Ten years after Katrina, Mississippi resident is back where he belongs

A father and daughter walk through rubble in September 2005 in Biloxi, Miss., after Hurricane Katrina devastated the Gulf Coast community. The hurricane and the failure of the New Orleans levees Aug. 29, 2005, caused more than 1,800 deaths across the coast and damaged or destroyed more than a million houses and businesses. (CNS photo | Bob Roller)

By Terry Dickson, Catholic News Service

BILOXI, Miss. (CNS) — After evacuating for Hurricane Katrina, Malcolm Ware couldn’t wait to get back to his apartment at the Santa Maria del Mar Retirement Community and the shrimp awaiting him in his deep freeze.

“Somebody had given me five pounds of shrimp, which I had put in the deep freeze the night before we left,” he said. “I thought, ‘Boy, I hope the power doesn’t go off because, when I get back, I can eat my shrimp.'”

Unfortunately, the power went off, never to come on again and he never got the chance to enjoy his shrimp feast. But Ware, who is 82, survived Katrina and after nearly a decade away from his beloved Mississippi Gulf Coast, was able to return Biloxi and a new and, much improved Santa Maria, one of seven retirement communities sponsored by the Biloxi Diocese.

He said two days before Hurricane Katrina made landfall, Franciscan Sister Rebecca Rutkowski, director of Catholic Social and Community Services, came to the retirement home to warn residents that they needed to evacuate.

“But then she came back later in the day and told us to disregard everything she had said earlier because the hurricane was going over toward New Orleans,” he said.

“Well, by late that evening, she came back again and called another meeting and told us to disregard everything that she’d said earlier because the hurricane was coming this way and we were going to have to leave. If we didn’t leave, she said, we would be arrested and taken to a shelter.”

Ware, a retired senior librarian at the Gulf Coast Research Laboratory in Ocean Springs, Mississippi, and another resident, Willis Cosby, a retired school teacher from Chicago, heeded Sister Rebecca’s warning and headed to Hattiesburg where they joined about 500 other evacuees at a shelter. After a few days there they were told they couldn’t return to assess damages so they again hit the road, this time toward Memphis where the two stayed with Ware’s sister.

Every day, Ware, a widowed father of six, called the Santa Maria to get an idea of when they could return to their apartments. “The phone would ring and ring and nobody would answer,” he said. “This went on for about two weeks.”

Finally he learned that the community had been condemned by the city of Biloxi and would not reopen in the same location. Ware and Cosby rented an apartment in Memphis briefly but they both wanted to return to the Gulf Coast, which they did in November.

died a month later, leading Ware to say he lost his good friend but he also was glad Cosby got to return to his home before dying.

After making several visits to the old Santa Maria to retrieve personal possessions, Ware returned to Memphis where he remained for the next nine years.
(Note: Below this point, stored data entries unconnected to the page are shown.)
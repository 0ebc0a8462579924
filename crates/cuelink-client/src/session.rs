//! Session state reconstructed from inbound packets.
//!
//! [`SessionState::apply`] is the only way inbound traffic changes state.
//! It never performs I/O: the messages a packet should trigger (the cue
//! lists after the workspace, children after the cue list, and so on) come
//! back as [`FollowUp`] values for the caller to send.

use std::sync::Arc;
use std::time::Duration;

use tokio::sync::{watch, RwLock, RwLockReadGuard};
use tracing::{debug, info, warn};

use cuelink_core::{Cue, CurrentCueInfo};
use cuelink_protocol::{Inbound, Reply, ReplyData, Update};

/// Where the connect handshake stands, derived from what is known.
#[derive(Debug, Clone, Copy, PartialEq, Eq, serde::Serialize)]
#[serde(rename_all = "snake_case")]
pub enum HandshakePhase {
    /// No workspace listing seen yet.
    AwaitingWorkspace,
    /// Workspace known, main cue list not yet.
    AwaitingCueList,
    /// Cue list known, no cue table received yet.
    AwaitingCues,
    /// Cue table loaded; only position changes are expected.
    Steady,
}

/// A message the session needs sent in response to an inbound packet.
#[derive(Debug, Clone, PartialEq, Eq)]
pub enum FollowUp {
    /// Query the cue lists of the current workspace.
    RequestCueLists,
    /// Query the children of the main cue list.
    RequestCueChildren { cue_list_id: String },
    /// Query the playback position of the main cue list.
    RequestPlaybackPosition { cue_list_id: String },
    /// The server ended the session.
    Disconnect,
}

/// Everything known about the remote workspace.
#[derive(Debug, Clone, Default)]
pub struct SessionState {
    pub connected: bool,
    pub workspace_id: Option<String>,
    pub workspace_name: Option<String>,
    pub main_cue_list_id: Option<String>,
    /// Children of the main cue list, in server order.
    pub cues: Vec<Cue>,
    pub current_cue_id: Option<String>,
    /// Set once connect returned; later workspace listings cascade.
    pub handshake_complete: bool,
    /// Bumped every time a playback position is applied.
    pub position_epoch: u64,
    has_cue_table: bool,
}

impl SessionState {
    /// Empty state for a freshly opened connection.
    pub fn connected() -> Self {
        Self {
            connected: true,
            ..Self::default()
        }
    }

    /// Current handshake phase.
    pub fn phase(&self) -> HandshakePhase {
        if self.workspace_id.is_none() && self.main_cue_list_id.is_none() {
            HandshakePhase::AwaitingWorkspace
        } else if self.main_cue_list_id.is_none() {
            HandshakePhase::AwaitingCueList
        } else if !self.has_cue_table {
            HandshakePhase::AwaitingCues
        } else {
            HandshakePhase::Steady
        }
    }

    /// Snapshot of the cue around the playback position.
    pub fn current_cue_info(&self) -> CurrentCueInfo {
        CurrentCueInfo::from_cues(&self.cues, self.current_cue_id.as_deref())
    }

    /// Applies one decoded packet and returns the messages it calls for.
    pub fn apply(&mut self, inbound: Inbound) -> Vec<FollowUp> {
        match inbound {
            Inbound::Reply(reply) => self.apply_reply(reply),
            Inbound::Update(update) => self.apply_update(update),
        }
    }

    fn apply_reply(&mut self, reply: Reply) -> Vec<FollowUp> {
        match reply.data {
            ReplyData::Workspaces(workspaces) => {
                let Some(first) = workspaces.into_iter().next() else {
                    return Vec::new();
                };
                let changed = self.workspace_id.as_deref() != Some(first.id.as_str());
                info!(
                    workspace = %first.id,
                    name = first.display_name.as_deref().unwrap_or(""),
                    "workspace found"
                );
                self.workspace_id = Some(first.id);
                self.workspace_name = first.display_name;

                if self.handshake_complete && (changed || self.main_cue_list_id.is_none()) {
                    vec![FollowUp::RequestCueLists]
                } else {
                    Vec::new()
                }
            }
            ReplyData::CueLists(lists) => {
                let Some(main) = lists.into_iter().next() else {
                    return Vec::new();
                };
                if self.workspace_id.is_none() {
                    self.workspace_id = reply.workspace_id;
                }
                info!(
                    cue_list = %main.id,
                    name = main.name.as_deref().unwrap_or(""),
                    "main cue list found"
                );
                self.main_cue_list_id = Some(main.id.clone());
                vec![FollowUp::RequestCueChildren {
                    cue_list_id: main.id,
                }]
            }
            ReplyData::Cues(cues) => {
                info!(count = cues.len(), "cue table loaded");
                self.cues = cues;
                self.has_cue_table = true;
                self.main_cue_list_id
                    .clone()
                    .map(|cue_list_id| FollowUp::RequestPlaybackPosition { cue_list_id })
                    .into_iter()
                    .collect()
            }
            ReplyData::PlaybackPosition(cue_id) => {
                self.set_position(cue_id);
                Vec::new()
            }
            ReplyData::Authentication { accepted } => {
                if accepted {
                    debug!(address = %reply.address, "passcode accepted");
                } else {
                    warn!(address = %reply.address, "passcode rejected");
                }
                Vec::new()
            }
            ReplyData::Rejected { status } => {
                warn!(address = %reply.address, status = %status, "request refused by server");
                Vec::new()
            }
            ReplyData::Unrecognized => {
                debug!(address = %reply.address, "ignoring reply");
                Vec::new()
            }
        }
    }

    fn apply_update(&mut self, update: Update) -> Vec<FollowUp> {
        if let (Some(theirs), Some(ours)) = (update.workspace_id(), self.workspace_id.as_deref())
            && theirs != ours
        {
            debug!(workspace = theirs, "ignoring update for another workspace");
            return Vec::new();
        }

        match update {
            Update::PlaybackPosition {
                cue_list_id,
                cue_id,
                ..
            } => {
                let is_main = self
                    .main_cue_list_id
                    .as_deref()
                    .is_none_or(|main| main == cue_list_id);
                if is_main {
                    self.set_position(cue_id);
                }
                Vec::new()
            }
            Update::WorkspaceChanged { .. } => vec![FollowUp::RequestCueLists],
            Update::CueChanged { cue_id, .. } => {
                let Some(main) = self.main_cue_list_id.clone() else {
                    return Vec::new();
                };
                let known = main == cue_id || self.cues.iter().any(|cue| cue.id == cue_id);
                if known {
                    vec![FollowUp::RequestCueChildren { cue_list_id: main }]
                } else {
                    Vec::new()
                }
            }
            Update::Disconnect { .. } => vec![FollowUp::Disconnect],
            Update::Other { address } => {
                debug!(%address, "ignoring update");
                Vec::new()
            }
        }
    }

    fn set_position(&mut self, cue_id: Option<String>) {
        debug!(cue = cue_id.as_deref().unwrap_or("none"), "playback position");
        self.current_cue_id = cue_id;
        self.position_epoch += 1;
    }
}

/// Shared session state plus a revision counter bumped on every change.
#[derive(Debug, Clone)]
pub struct SessionHandle {
    state: Arc<RwLock<SessionState>>,
    revision: Arc<watch::Sender<u64>>,
}

impl Default for SessionHandle {
    fn default() -> Self {
        Self::new()
    }
}

impl SessionHandle {
    /// Creates a handle around an empty, disconnected state.
    pub fn new() -> Self {
        let (revision, _) = watch::channel(0);
        Self {
            state: Arc::new(RwLock::new(SessionState::default())),
            revision: Arc::new(revision),
        }
    }

    /// Read access to the state.
    pub async fn read(&self) -> RwLockReadGuard<'_, SessionState> {
        self.state.read().await
    }

    /// Mutates the state and notifies subscribers.
    pub async fn update<R>(&self, f: impl FnOnce(&mut SessionState) -> R) -> R {
        let result = {
            let mut state = self.state.write().await;
            f(&mut state)
        };
        self.revision.send_modify(|revision| *revision += 1);
        result
    }

    /// Returns a receiver that changes whenever the state does.
    pub fn subscribe(&self) -> watch::Receiver<u64> {
        self.revision.subscribe()
    }

    /// Waits until `predicate` holds, for at most `timeout`.
    ///
    /// Returns whether the predicate held before the timeout.
    pub async fn wait_until(
        &self,
        timeout: Duration,
        predicate: impl Fn(&SessionState) -> bool,
    ) -> bool {
        let mut revisions = self.subscribe();
        let wait = async {
            loop {
                revisions.mark_unchanged();
                if predicate(&*self.state.read().await) {
                    return true;
                }
                if revisions.changed().await.is_err() {
                    return false;
                }
            }
        };
        tokio::time::timeout(timeout, wait).await.unwrap_or(false)
    }
}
And then he heard that a new Santa Maria was being built.

In 2013, the new $26 million Santa Maria del Mar Retirement Community opened. The twin six-story towers house a total of 208 units, including 134 studio apartments and 74 one-bedroom apartments. At the time of the dedication, 29 residents of the old Santa Maria had passed away, including one who died while evacuating.

Residents of the old Santa Maria were assured that they would be invited to live in the new facility. Ware moved back a month after Santa Maria opened when there were about 12 residents. Today, it’s full and includes eight residents of the old Santa Maria facility.

Ware said he’s delighted to be back at his new home, where he is known for his kindness to fellow residents. Ware still drives and he often chauffeurs his neighbors to appointments or to pick up groceries. He’s also known as “The Bird Man of Santa Maria del Mar” because he cares for the birds that live on the property.

His new apartment, just like his one at the old Santa Maria, is on the third floor. “Unless we have a super hurricane, I don’t think the water will come up to the third floor,” he said.
In fact, the new Santa Maria is a designated storm shelter. The buildings are reinforced with poured-in-place concrete designed to withstand winds of 150 mph, and the finished floor elevation is 27 feet above sea level.

If another hurricane threatens Biloxi, Ware can stay put.